According to the Jehovah’s Witnesses, on October 5, the SNSS detained a group of 18 Jehovah’s Witnesses, including minors, who were leaving a private home in Dushanbe after a religious service.  The police released eight young women, but detained the rest of the group, comprised of both men and women, for questioning before releasing all 10 late in the day.  The SNSS reportedly threatened that they shortly would be charged and prosecuted.  On January 24 and 30, Jehovah’s Witnesses stated that police in a settlement near Khujand summoned and interrogated more than a dozen Jehovah’s Witnesses “for converting from Islam to Christianity.”  The police demanded that they renounce their faith.

On October 2, media reported that Daniil Islomov, a member of the Jehovah’s Witnesses, was sent to a military unit in Bokhtar city (formerly Qurghonteppa), after completing a six-month prison sentence for evading military conscription.  The government also denied Islomov an opportunity to perform alternative civilian service, although he was soon discharged from the army.  Stefan Steiner, a representative of the European Association of Jehovah’s Witnesses, told the media that authorities had effectively punished Islomov twice:  first with a prison sentence and second by forcing him to wear a military uniform.  In addition to his prison sentence, Islomov spent six months in pre-trial detention.  At year’s end, Islomov was in the process of filing a complaint with the UN Human Rights Council about his arrest and imprisonment.

In November an eight-year-old elementary school student and member of Jehovah’s Witnesses in the northern city of Konibodom was reported to school authorities for refusing to sing the national anthem or wear the school uniform tie which contained national symbols.  He was labeled a “traitor” and threatened with expulsion.  On November 28, after complaints from school officials, police reportedly took him to a local police station without parental notification and showed him a jail cell.  The city prosecutor’s office also threatened to take action against the boy’s mother for “raising him in an unacceptable way.”  Soon after the incident, Konibodom city police opened a criminal case against the mother, but did not explain what crime she allegedly committed.  On December 11, police presented her with a written summons for questioning, but she refused to comply with the summons.

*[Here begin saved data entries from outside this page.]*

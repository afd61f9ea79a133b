//! HTTP fetching and outcome classification
//!
//! This module performs the single GET request for one article task,
//! parses the body, runs field extraction, and folds every possible
//! failure into a closed error taxonomy. Nothing here propagates a
//! panic or an unclassified error to the coordinator.

use crate::config::ScraperConfig;
use crate::pipeline::extractor::{extract_article, ExtractionFields};
use crate::pipeline::monitor::ProgressMonitor;
use chrono::Local;
use reqwest::header::{HeaderMap, HeaderValue, ACCEPT, ACCEPT_LANGUAGE, CONNECTION};
use reqwest::Client;
use scraper::Html;
use std::time::Duration;
use thiserror::Error;

/// Fixed format of the timestamp column in records and the CSV table
pub const TIMESTAMP_FORMAT: &str = "%Y-%m-%d %H:%M:%S";

/// Desktop browser identity; bare library user agents get rejected by
/// enough article hosts to matter
const BROWSER_USER_AGENT: &str = "Mozilla/5.0 (Windows NT 10.0; Win64; x64) \
     AppleWebKit/537.36 (KHTML, like Gecko) Chrome/91.0.4472.124 Safari/537.36";

/// Closed classification of everything that can go wrong with one task
///
/// Every variant is terminal for the task within a run; there is no retry.
#[derive(Debug, Error)]
pub enum FetchError {
    #[error("Connection error: {0}")]
    Connection(String),

    #[error("Timeout error: request exceeded {0}s")]
    Timeout(u64),

    #[error("HTTP error: {status} - {reason}")]
    HttpStatus { status: u16, reason: String },

    #[error("Low content: extracted {word_count} words, below the {minimum}-word article threshold")]
    LowContent { word_count: usize, minimum: usize },

    #[error("Unexpected error: {0}")]
    Unexpected(String),

    #[error("Cancelled before dispatch")]
    Cancelled,
}

/// A fully classified successful extraction
#[derive(Debug, Clone)]
pub struct SuccessRecord {
    pub url: String,
    pub fields: ExtractionFields,
    pub worker_id: String,
    pub timestamp: String,
}

/// A fully classified failure; reported and logged, never persisted
#[derive(Debug, Clone)]
pub struct FailureRecord {
    pub url: String,
    pub reason: String,
}

/// Builds the shared HTTP client for a run
///
/// One client per run; reqwest clients are cheap to clone across workers.
/// The gzip/brotli features advertise Accept-Encoding on the wire and
/// decompress transparently.
pub fn build_http_client(config: &ScraperConfig) -> Result<Client, reqwest::Error> {
    let mut headers = HeaderMap::new();
    headers.insert(
        ACCEPT,
        HeaderValue::from_static(
            "text/html,application/xhtml+xml,application/xml;q=0.9,image/webp,*/*;q=0.8",
        ),
    );
    headers.insert(ACCEPT_LANGUAGE, HeaderValue::from_static("en-US,en;q=0.5"));
    headers.insert(CONNECTION, HeaderValue::from_static("keep-alive"));

    Client::builder()
        .user_agent(BROWSER_USER_AGENT)
        .default_headers(headers)
        .timeout(Duration::from_secs(config.request_timeout_secs))
        .gzip(true)
        .brotli(true)
        .build()
}

/// Fetches one URL and classifies the outcome
///
/// On transport success the body is parsed and run through extraction;
/// pages below the word-count threshold are failures regardless of HTTP
/// status. On success the record is stamped with the worker identity and
/// current local time, and the progress monitor is notified before the
/// record is handed back.
pub async fn fetch_article(
    client: &Client,
    url: &str,
    worker_id: &str,
    config: &ScraperConfig,
    monitor: &ProgressMonitor,
) -> Result<SuccessRecord, FetchError> {
    let response = client
        .get(url)
        .send()
        .await
        .map_err(|e| classify_transport_error(&e, config.request_timeout_secs))?;

    let status = response.status();
    if !status.is_success() {
        return Err(FetchError::HttpStatus {
            status: status.as_u16(),
            reason: status.canonical_reason().unwrap_or("Unknown").to_string(),
        });
    }

    let body = response
        .text()
        .await
        .map_err(|e| classify_transport_error(&e, config.request_timeout_secs))?;

    let document = Html::parse_document(&body);
    let fields = extract_article(&document);
    drop(document);

    if fields.word_count < config.min_word_count {
        return Err(FetchError::LowContent {
            word_count: fields.word_count,
            minimum: config.min_word_count,
        });
    }

    let word_count = fields.word_count;
    let record = SuccessRecord {
        url: url.to_string(),
        fields,
        worker_id: worker_id.to_string(),
        timestamp: Local::now().format(TIMESTAMP_FORMAT).to_string(),
    };

    monitor.record_success(url, word_count, worker_id);

    Ok(record)
}

fn classify_transport_error(error: &reqwest::Error, timeout_secs: u64) -> FetchError {
    if error.is_timeout() {
        FetchError::Timeout(timeout_secs)
    } else if error.is_connect() {
        FetchError::Connection(error.to_string())
    } else {
        FetchError::Unexpected(error.to_string())
    }
}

On August 21, media reported that after Eid al-Adha prayers, police detained several young men with beards near a mosque in Obi Garm town.  There was no information on the identity of those detained.

In November police detained three residents of Ruknobod village in Panjakent District, including two teenagers, on charges of cooperating with extremist groups.  Residents of the village said these three individuals were arrested for clicking the “like” button on “extremist” social media posts.

Officials continued to prevent members of minority religious groups, including Jehovah’s Witnesses, from registering their groups as associations with the government.

Media reported that the government denied religious funerals for approximately 50 prisoners killed in a November Khujand prison camp riot.  The mother of one of the dead prisoners stated that authorities brought the body to a cemetery in Khujand and quickly buried it, forbidding family members to approach the coffin or perform religious rituals.  She said that police claimed the ritual had already been carried out in prison.

Government officials continued to take measures they stated would prevent individuals from joining or participating in what they considered extremist organizations and continued to arrest and detain individuals suspected of membership in or supporting such banned opposition groups.  Those groups included Hizb ut-Tahrir, al-Qaida, Muslim Brotherhood, Taliban, Jamaat Tabligh, Islamic Group (Islamic Community of Pakistan), Islamic Movement of Eastern Turkestan, Islamic Party of Turkestan (former Islamic Movement of Uzbekistan – IMU), Lashkar-e-Tayba, Tojikistoni Ozod, Sozmoni Tablighot, Salafi groups, Jamaat Ansarullah, and the Islamic Renaissance Party of Tajikistan (IRPT).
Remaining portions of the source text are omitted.